(Stored data entries)
——————————
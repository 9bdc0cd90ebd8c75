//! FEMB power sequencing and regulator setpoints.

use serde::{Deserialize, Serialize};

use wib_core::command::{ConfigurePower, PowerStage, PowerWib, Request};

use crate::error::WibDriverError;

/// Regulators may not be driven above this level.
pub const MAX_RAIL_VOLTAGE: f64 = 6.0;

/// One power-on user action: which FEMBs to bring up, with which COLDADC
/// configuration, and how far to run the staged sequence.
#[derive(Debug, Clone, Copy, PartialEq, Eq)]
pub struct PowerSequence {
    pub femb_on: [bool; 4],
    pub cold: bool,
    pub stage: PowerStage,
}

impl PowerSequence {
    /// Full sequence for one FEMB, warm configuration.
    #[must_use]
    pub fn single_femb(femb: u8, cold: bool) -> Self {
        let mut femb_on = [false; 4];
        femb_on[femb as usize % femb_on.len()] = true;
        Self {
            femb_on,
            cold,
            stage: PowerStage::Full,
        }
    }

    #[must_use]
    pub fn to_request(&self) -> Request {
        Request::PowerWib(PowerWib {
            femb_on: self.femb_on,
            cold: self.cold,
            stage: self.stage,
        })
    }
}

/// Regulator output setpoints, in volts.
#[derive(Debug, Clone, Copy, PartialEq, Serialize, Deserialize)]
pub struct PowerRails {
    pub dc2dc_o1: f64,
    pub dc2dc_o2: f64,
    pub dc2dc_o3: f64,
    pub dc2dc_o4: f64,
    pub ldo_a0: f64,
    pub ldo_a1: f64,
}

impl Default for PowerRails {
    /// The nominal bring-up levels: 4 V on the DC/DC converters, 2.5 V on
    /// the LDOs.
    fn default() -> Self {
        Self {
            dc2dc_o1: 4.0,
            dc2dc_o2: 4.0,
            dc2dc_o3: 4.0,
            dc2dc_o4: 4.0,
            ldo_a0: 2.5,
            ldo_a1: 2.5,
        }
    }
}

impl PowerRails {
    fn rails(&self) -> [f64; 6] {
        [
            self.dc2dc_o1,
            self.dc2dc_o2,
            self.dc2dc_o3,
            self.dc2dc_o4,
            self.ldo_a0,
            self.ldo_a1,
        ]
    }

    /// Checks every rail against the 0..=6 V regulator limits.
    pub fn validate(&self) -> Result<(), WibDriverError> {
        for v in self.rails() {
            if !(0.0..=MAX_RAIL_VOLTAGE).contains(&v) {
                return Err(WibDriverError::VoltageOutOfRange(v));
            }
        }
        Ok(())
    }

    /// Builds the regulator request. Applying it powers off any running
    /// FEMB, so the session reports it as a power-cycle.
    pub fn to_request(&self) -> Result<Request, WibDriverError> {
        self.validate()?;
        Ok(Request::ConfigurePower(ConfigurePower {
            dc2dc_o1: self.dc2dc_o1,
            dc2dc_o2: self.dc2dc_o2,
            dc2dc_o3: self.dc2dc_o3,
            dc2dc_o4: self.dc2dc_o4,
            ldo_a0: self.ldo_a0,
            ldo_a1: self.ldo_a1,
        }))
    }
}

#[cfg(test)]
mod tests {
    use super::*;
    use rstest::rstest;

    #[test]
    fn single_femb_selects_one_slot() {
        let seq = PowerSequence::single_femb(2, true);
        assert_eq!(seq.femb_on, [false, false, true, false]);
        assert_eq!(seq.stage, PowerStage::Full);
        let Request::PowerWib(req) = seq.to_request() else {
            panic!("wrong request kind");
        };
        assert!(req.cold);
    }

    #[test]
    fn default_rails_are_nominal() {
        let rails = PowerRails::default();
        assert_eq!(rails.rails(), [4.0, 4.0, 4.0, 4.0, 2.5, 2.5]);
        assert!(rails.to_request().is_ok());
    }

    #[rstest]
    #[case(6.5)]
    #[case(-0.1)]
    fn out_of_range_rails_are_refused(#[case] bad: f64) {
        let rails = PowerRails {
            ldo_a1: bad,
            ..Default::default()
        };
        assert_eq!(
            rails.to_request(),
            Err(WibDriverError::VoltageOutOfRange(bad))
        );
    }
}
——————————
TASK STATEMENT =>
The required result is a verbatim copy of all the entries.

TASK OUTPUT =>
repository 9bdc0cd90ebd8c75
//! FEMB power sequencing and regulator setpoints.

use serde::{Deserialize, Serialize};

use wib_core::command::{ConfigurePower, PowerStage, PowerWib, Request};

use crate::error::WibDriverError;

/// Regulators may not be driven above this level.
pub const MAX_RAIL_VOLTAGE: f64 = 6.0;

/// One power-on user action: which FEMBs to bring up, with which COLDADC
/// configuration, and how far to run the staged sequence.
#[derive(Debug, Clone, Copy, PartialEq, Eq)]
pub struct PowerSequence {
    pub femb_on: [bool; 4],
    pub cold: bool,
    pub stage: PowerStage,
}

impl PowerSequence {
    /// Full sequence for one FEMB, warm configuration.
    #[must_use]
    pub fn single_femb(femb: u8, cold: bool) -> Self {
        let mut femb_on = [false; 4];
        femb_on[femb as usize % femb_on.len()] = true;
        Self {
            femb_on,
            cold,
            stage: PowerStage::Full,
        }
    }

    #[must_use]
    pub fn to_request(&self) -> Request {
        Request::PowerWib(PowerWib {
            femb_on: self.femb_on,
            cold: self.cold,
            stage: self.stage,
        })
    }
}

/// Regulator output setpoints, in volts.
#[derive(Debug, Clone, Copy, PartialEq, Serialize, Deserialize)]
pub struct PowerRails {
    pub dc2dc_o1: f64,
    pub dc2dc_o2: f64,
    pub dc2dc_o3: f64,
    pub dc2dc_o4: f64,
    pub ldo_a0: f64,
    pub ldo_a1: f64,
}

impl Default for PowerRails {
    /// The nominal bring-up levels: 4 V on the DC/DC converters, 2.5 V on
    /// the LDOs.
    fn default() -> Self {
        Self {
            dc2dc_o1: 4.0,
            dc2dc_o2: 4.0,
            dc2dc_o3: 4.0,
            dc2dc_o4: 4.0,
            ldo_a0: 2.5,
            ldo_a1: 2.5,
        }
    }
}

impl PowerRails {
    fn rails(&self) -> [f64; 6] {
        [
            self.dc2dc_o1,
            self.dc2dc_o2,
            self.dc2dc_o3,
            self.dc2dc_o4,
            self.ldo_a0,
            self.ldo_a1,
        ]
    }

    /// Checks every rail against the 0..=6 V regulator limits.
    pub fn validate(&self) -> Result<(), WibDriverError> {
        for v in self.rails() {
            if !(0.0..=MAX_RAIL_VOLTAGE).contains(&v) {
                return Err(WibDriverError::VoltageOutOfRange(v));
            }
        }
        Ok(())
    }

    /// Builds the regulator request. Applying it powers off any running
    /// FEMB, so the session reports it as a power-cycle.
    pub fn to_request(&self) -> Result<Request, WibDriverError> {
        self.validate()?;
        Ok(Request::ConfigurePower(ConfigurePower {
            dc2dc_o1: self.dc2dc_o1,
            dc2dc_o2: self.dc2dc_o2,
            dc2dc_o3: self.dc2dc_o3,
            dc2dc_o4: self.dc2dc_o4,
            ldo_a0: self.ldo_a0,
            ldo_a1: self.ldo_a1,
        }))
    }
}

#[cfg(test)]
mod tests {
    use super::*;
    use rstest::rstest;

    #[test]
    fn single_femb_selects_one_slot() {
        let seq = PowerSequence::single_femb(2, true);
        assert_eq!(seq.femb_on, [false, false, true, false]);
        assert_eq!(seq.stage, PowerStage::Full);
        let Request::PowerWib(req) = seq.to_request() else {
            panic!("wrong request kind");
        };
        assert!(req.cold);
    }

    #[test]
    fn default_rails_are_nominal() {
        let rails = PowerRails::default();
        assert_eq!(rails.rails(), [4.0, 4.0, 4.0, 4.0, 2.5, 2.5]);
        assert!(rails.to_request().is_ok());
    }

    #[rstest]
    #[case(6.5)]
    #[case(-0.1)]
    fn out_of_range_rails_are_refused(#[case] bad: f64) {
        let rails = PowerRails {
            ldo_a1: bad,
            ..Default::default()
        };
        assert_eq!(
            rails.to_request(),
            Err(WibDriverError::VoltageOutOfRange(bad))
        );
    }
}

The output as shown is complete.